╔══

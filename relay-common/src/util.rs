//! Utility functions shared by the relay crates.

/// Truncate a string to at most `max_chars` characters, appending "..." if truncated.
///
/// Works on character boundaries, so multi-byte UTF-8 input (emoji, CJK,
/// Cyrillic) is never cut mid-character.
pub fn truncate_with_ellipsis(s: &str, max_chars: usize) -> String {
    match s.char_indices().nth(max_chars) {
        Some((idx, _)) => {
            let truncated = &s[..idx];
            format!("{}...", truncated.trim_end())
        }
        None => s.to_string(),
    }
}

/// Replace every occurrence of `secret` in `s` with a redaction marker.
///
/// Bot API URLs embed the bot token, and transport errors echo the URL.
pub fn redact_secret(s: &str, secret: &str) -> String {
    if secret.is_empty() {
        return s.to_string();
    }
    s.replace(secret, "***REDACTED***")
}
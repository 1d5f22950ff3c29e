//! Startup error type for the relay.

use crate::validation::ValidationError;
use thiserror::Error;

/// Result type alias using the relay error type.
pub type Result<T> = std::result::Result<T, Error>;

/// `EX_CONFIG` from sysexits.h.
pub const EXIT_CONFIG: i32 = 78;

/// Errors that abort startup before the relay serves anything.
#[derive(Error, Debug)]
pub enum Error {
    /// The config file could not be read or parsed
    #[error("Configuration error: {0}")]
    Config(String),

    /// The loaded configuration failed validation
    #[error(transparent)]
    Validation(#[from] ValidationError),

    /// Other error with context
    #[error("{context}: {source}")]
    WithContext {
        context: String,
        #[source]
        source: Box<Error>,
    },
}

impl Error {
    /// Create an error with additional context.
    pub fn with_context(self, context: impl Into<String>) -> Self {
        Self::WithContext {
            context: context.into(),
            source: Box::new(self),
        }
    }

    /// Process exit code for this error when it aborts startup.
    pub fn exit_code(&self) -> i32 {
        match self {
            Self::Config(_) | Self::Validation(_) => EXIT_CONFIG,
            Self::WithContext { source, .. } => source.exit_code(),
        }
    }
}
//! Telegram channel adapter.
//!
//! Long-polls the Bot API with `getUpdates` and replies with plain-text
//! `sendMessage` calls.

use crate::message::{ChannelMessage, ChannelType, MessageContent};
use crate::traits::{Channel, ChannelError, ChannelResult};
use async_trait::async_trait;
use relay_common::logging::{generate_span_id, generate_trace_id};
use relay_common::util::{redact_secret, truncate_with_ellipsis};
use serde_json::Value;
use std::sync::atomic::{AtomicBool, Ordering};
use std::time::Duration;

const DEFAULT_API_BASE: &str = "https://api.telegram.org";

/// Pause after a failed poll before trying again.
const POLL_ERROR_BACKOFF: Duration = Duration::from_secs(5);

/// Headroom on top of the long-poll timeout for the HTTP client.
const CLIENT_TIMEOUT_SLACK_SECS: u64 = 15;

/// Telegram channel - long-polls the Bot API for updates.
pub struct TelegramChannel {
    bot_token: String,
    allowed_users: Vec<String>,
    api_base: String,
    poll_timeout_secs: u64,
    client: reqwest::Client,
    running: AtomicBool,
}

/// The parts of a Telegram text message the relay uses.
#[derive(Debug, Clone, PartialEq, Eq)]
struct IncomingText {
    chat_id: String,
    user_id: Option<String>,
    username: Option<String>,
    text: String,
}

impl TelegramChannel {
    /// Create a new Telegram channel.
    pub fn new(bot_token: String, allowed_users: Vec<String>) -> Self {
        Self {
            bot_token,
            allowed_users,
            api_base: DEFAULT_API_BASE.to_string(),
            poll_timeout_secs: 30,
            client: build_client(30),
            running: AtomicBool::new(false),
        }
    }

    /// Point the channel at a different Bot API server.
    pub fn with_api_base(mut self, api_base: &str) -> Self {
        self.api_base = api_base.trim_end_matches('/').to_string();
        self
    }

    /// Set the `getUpdates` long-poll timeout.
    pub fn with_poll_timeout(mut self, secs: u64) -> Self {
        self.poll_timeout_secs = secs;
        self.client = build_client(secs);
        self
    }

    fn api_url(&self, method: &str) -> String {
        format!("{}/bot{}/{method}", self.api_base, self.bot_token)
    }

    /// Strip the bot token from anything that may echo a request URL.
    fn redact(&self, text: &str) -> String {
        redact_secret(text, &self.bot_token)
    }

    fn is_user_allowed(&self, identity: &str) -> bool {
        self.allowed_users
            .iter()
            .any(|u| u == "*" || u.trim_start_matches('@') == identity)
    }

    fn is_any_user_allowed<'a, I>(&self, identities: I) -> bool
    where
        I: IntoIterator<Item = &'a str>,
    {
        identities.into_iter().any(|id| self.is_user_allowed(id))
    }

    /// Fetch one batch of updates starting at `offset`.
    async fn poll_updates(&self, offset: i64) -> Result<Vec<Value>, String> {
        let body = serde_json::json!({
            "offset": offset,
            "timeout": self.poll_timeout_secs,
            "allowed_updates": ["message"]
        });

        let resp = self
            .client
            .post(self.api_url("getUpdates"))
            .json(&body)
            .send()
            .await
            .map_err(|e| self.redact(&e.to_string()))?;

        let data: Value = resp.json().await.map_err(|e| self.redact(&e.to_string()))?;

        if data.get("ok").and_then(Value::as_bool) != Some(true) {
            let description = data
                .get("description")
                .and_then(Value::as_str)
                .unwrap_or("unknown error");
            return Err(format!("getUpdates rejected: {description}"));
        }

        Ok(data
            .get("result")
            .and_then(Value::as_array)
            .cloned()
            .unwrap_or_default())
    }

    /// Turn one update into a channel message, applying the sender filter.
    fn to_channel_message(&self, update: &Value) -> Option<ChannelMessage> {
        let Some(incoming) = parse_text_message(update) else {
            tracing::debug!("Telegram: skipping update without text");
            return None;
        };

        let identities = incoming
            .username
            .iter()
            .chain(incoming.user_id.iter())
            .map(String::as_str);
        if !self.is_any_user_allowed(identities) {
            tracing::warn!(
                "Telegram: ignoring message from unauthorized user: {}",
                incoming
                    .username
                    .as_deref()
                    .or(incoming.user_id.as_deref())
                    .unwrap_or("unknown")
            );
            return None;
        }

        let user_id = incoming
            .user_id
            .clone()
            .or_else(|| incoming.username.clone())
            .unwrap_or_else(|| incoming.chat_id.clone());

        let msg = ChannelMessage {
            id: uuid::Uuid::new_v4().to_string(),
            channel_type: ChannelType::Telegram,
            channel_id: incoming.chat_id,
            user_id,
            username: incoming.username,
            content: MessageContent::from_text(&incoming.text),
            timestamp: chrono::Utc::now().timestamp_millis(),
            trace_id: generate_trace_id(),
            span_id: generate_span_id(),
        };

        tracing::info!(
            channel = "telegram",
            trace_id = %msg.trace_id,
            span_id = %msg.span_id,
            user_id = %msg.user_id,
            chat_id = %msg.channel_id,
            text = %truncate_with_ellipsis(&incoming.text, 50),
            "IM message received"
        );

        Some(msg)
    }
}

fn build_client(poll_timeout_secs: u64) -> reqwest::Client {
    reqwest::Client::builder()
        .timeout(Duration::from_secs(
            poll_timeout_secs + CLIENT_TIMEOUT_SLACK_SECS,
        ))
        .connect_timeout(Duration::from_secs(10))
        .build()
        .unwrap_or_else(|_| reqwest::Client::new())
}

/// Extract chat, sender and text from an update. Non-text updates yield `None`.
fn parse_text_message(update: &Value) -> Option<IncomingText> {
    let message = update.get("message")?;
    let text = message.get("text")?.as_str()?;

    let chat_id = message.get("chat")?.get("id")?.as_i64()?.to_string();

    let from = message.get("from");
    let user_id = from
        .and_then(|f| f.get("id"))
        .and_then(Value::as_i64)
        .map(|id| id.to_string());
    let username = from
        .and_then(|f| f.get("username"))
        .and_then(Value::as_str)
        .map(String::from);

    Some(IncomingText {
        chat_id,
        user_id,
        username,
        text: text.to_string(),
    })
}

#[async_trait]
impl Channel for TelegramChannel {
    fn name(&self) -> &'static str {
        "telegram"
    }

    async fn init(&mut self) -> ChannelResult<()> {
        // Verify bot token by calling getMe
        let resp = self
            .client
            .get(self.api_url("getMe"))
            .send()
            .await
            .map_err(|e| ChannelError::Connection(self.redact(&e.to_string())))?;

        if !resp.status().is_success() {
            let err = resp.text().await.unwrap_or_default();
            return Err(ChannelError::Auth(format!("Invalid bot token: {err}")));
        }

        let me: Value = resp
            .json()
            .await
            .map_err(|e| ChannelError::Connection(self.redact(&e.to_string())))?;
        let bot_name = me
            .get("result")
            .and_then(|r| r.get("username"))
            .and_then(Value::as_str)
            .unwrap_or("unknown");

        tracing::info!(bot = %bot_name, "Telegram channel initialized");
        Ok(())
    }

    async fn send_text(&self, chat_id: &str, text: &str) -> ChannelResult<()> {
        let body = serde_json::json!({
            "chat_id": chat_id,
            "text": text
        });

        let resp = self
            .client
            .post(self.api_url("sendMessage"))
            .json(&body)
            .send()
            .await
            .map_err(|e| ChannelError::SendFailed(self.redact(&e.to_string())))?;

        if resp.status().is_success() {
            return Ok(());
        }

        let status = resp.status();
        let error_text = resp.text().await.unwrap_or_default();
        Err(ChannelError::SendFailed(format!(
            "sendMessage returned {}: {error_text}",
            status.as_u16()
        )))
    }

    async fn listen<F>(&self, callback: F) -> ChannelResult<()>
    where
        F: Fn(ChannelMessage) + Send + Sync + 'static,
    {
        let mut offset: i64 = 0;
        self.running.store(true, Ordering::SeqCst);

        tracing::info!("Telegram channel listening for messages...");

        while self.running.load(Ordering::SeqCst) {
            let updates = match self.poll_updates(offset).await {
                Ok(updates) => updates,
                Err(e) => {
                    tracing::warn!("Telegram poll error: {e}");
                    tokio::time::sleep(POLL_ERROR_BACKOFF).await;
                    continue;
                }
            };

            for update in &updates {
                if let Some(uid) = update.get("update_id").and_then(Value::as_i64) {
                    offset = uid + 1;
                }

                if let Some(msg) = self.to_channel_message(update) {
                    callback(msg);
                }
            }
        }

        Ok(())
    }

    async fn health_check(&self) -> ChannelResult<()> {
        let resp = self
            .client
            .get(self.api_url("getMe"))
            .send()
            .await
            .map_err(|e| ChannelError::Connection(self.redact(&e.to_string())))?;

        if resp.status().is_success() {
            Ok(())
        } else {
            Err(ChannelError::NotReady)
        }
    }

    async fn shutdown(&self) -> ChannelResult<()> {
        tracing::info!("Telegram channel shutting down");
        self.running.store(false, Ordering::SeqCst);
        Ok(())
    }
}
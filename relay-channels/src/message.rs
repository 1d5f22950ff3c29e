//! Message types for channel communication.

use serde::{Deserialize, Serialize};

/// Channel type enum.
#[derive(Debug, Clone, Copy, PartialEq, Eq, Serialize, Deserialize)]
#[serde(rename_all = "lowercase")]
pub enum ChannelType {
    Telegram,
}

impl ChannelType {
    /// Get the channel type as a string.
    pub const fn as_str(&self) -> &'static str {
        match self {
            Self::Telegram => "telegram",
        }
    }
}

/// Inbound message in channel-neutral form.
#[derive(Debug, Clone, Serialize, Deserialize)]
pub struct ChannelMessage {
    /// Message ID (generated on receipt)
    pub id: String,
    /// Channel type
    pub channel_type: ChannelType,
    /// Where replies go (Telegram chat id)
    pub channel_id: String,
    /// Stable user identity, keys the conversation history
    pub user_id: String,
    /// Platform username, if the user has one
    #[serde(default)]
    pub username: Option<String>,
    /// Message content
    pub content: MessageContent,
    /// Timestamp (Unix millis)
    pub timestamp: i64,
    /// Trace ID, one per inbound message
    pub trace_id: String,
    /// Span ID for this hop
    pub span_id: String,
}

/// Message content types.
#[derive(Debug, Clone, PartialEq, Eq, Serialize, Deserialize)]
#[serde(tag = "type", rename_all = "lowercase")]
pub enum MessageContent {
    /// Plain text, forwarded to the model
    Text { text: String },
    /// Bot command such as `/start` (name stored without the slash)
    Command { name: String, args: String },
}

impl MessageContent {
    /// Classify raw message text as a command or plain text.
    pub fn from_text(text: &str) -> Self {
        match parse_command(text) {
            Some((name, args)) => Self::Command { name, args },
            None => Self::Text {
                text: text.to_string(),
            },
        }
    }
}

/// Parse `/name[@bot] args...` into a lowercase command name and its arguments.
///
/// Returns `None` for anything that is not a command, including a bare `/`.
pub fn parse_command(text: &str) -> Option<(String, String)> {
    let rest = text.trim_start().strip_prefix('/')?;
    let (head, args) = match rest.find(char::is_whitespace) {
        Some(idx) => (&rest[..idx], rest[idx..].trim()),
        None => (rest, ""),
    };

    // Group chats address commands as /cmd@botname.
    let name = head.split('@').next().unwrap_or_default();
    if name.is_empty() {
        return None;
    }

    Some((name.to_lowercase(), args.to_string()))
}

╚══

**WORK ORDER**:
From the entries above, print the lines beginning at the one with "let username = from" and stopping after the one with "async fn init(&mut", exactly as written and with nothing else.

**TASK SOLUTION**:
    let username = from
        .and_then(|f| f.get("username"))
        .and_then(Value::as_str)
        .map(String::from);

    Some(IncomingText {
        chat_id,
        user_id,
        username,
        text: text.to_string(),
    })
}

#[async_trait]
impl Channel for TelegramChannel {
    fn name(&self) -> &'static str {
        "telegram"
    }

    async fn init(&mut self) -> ChannelResult<()> {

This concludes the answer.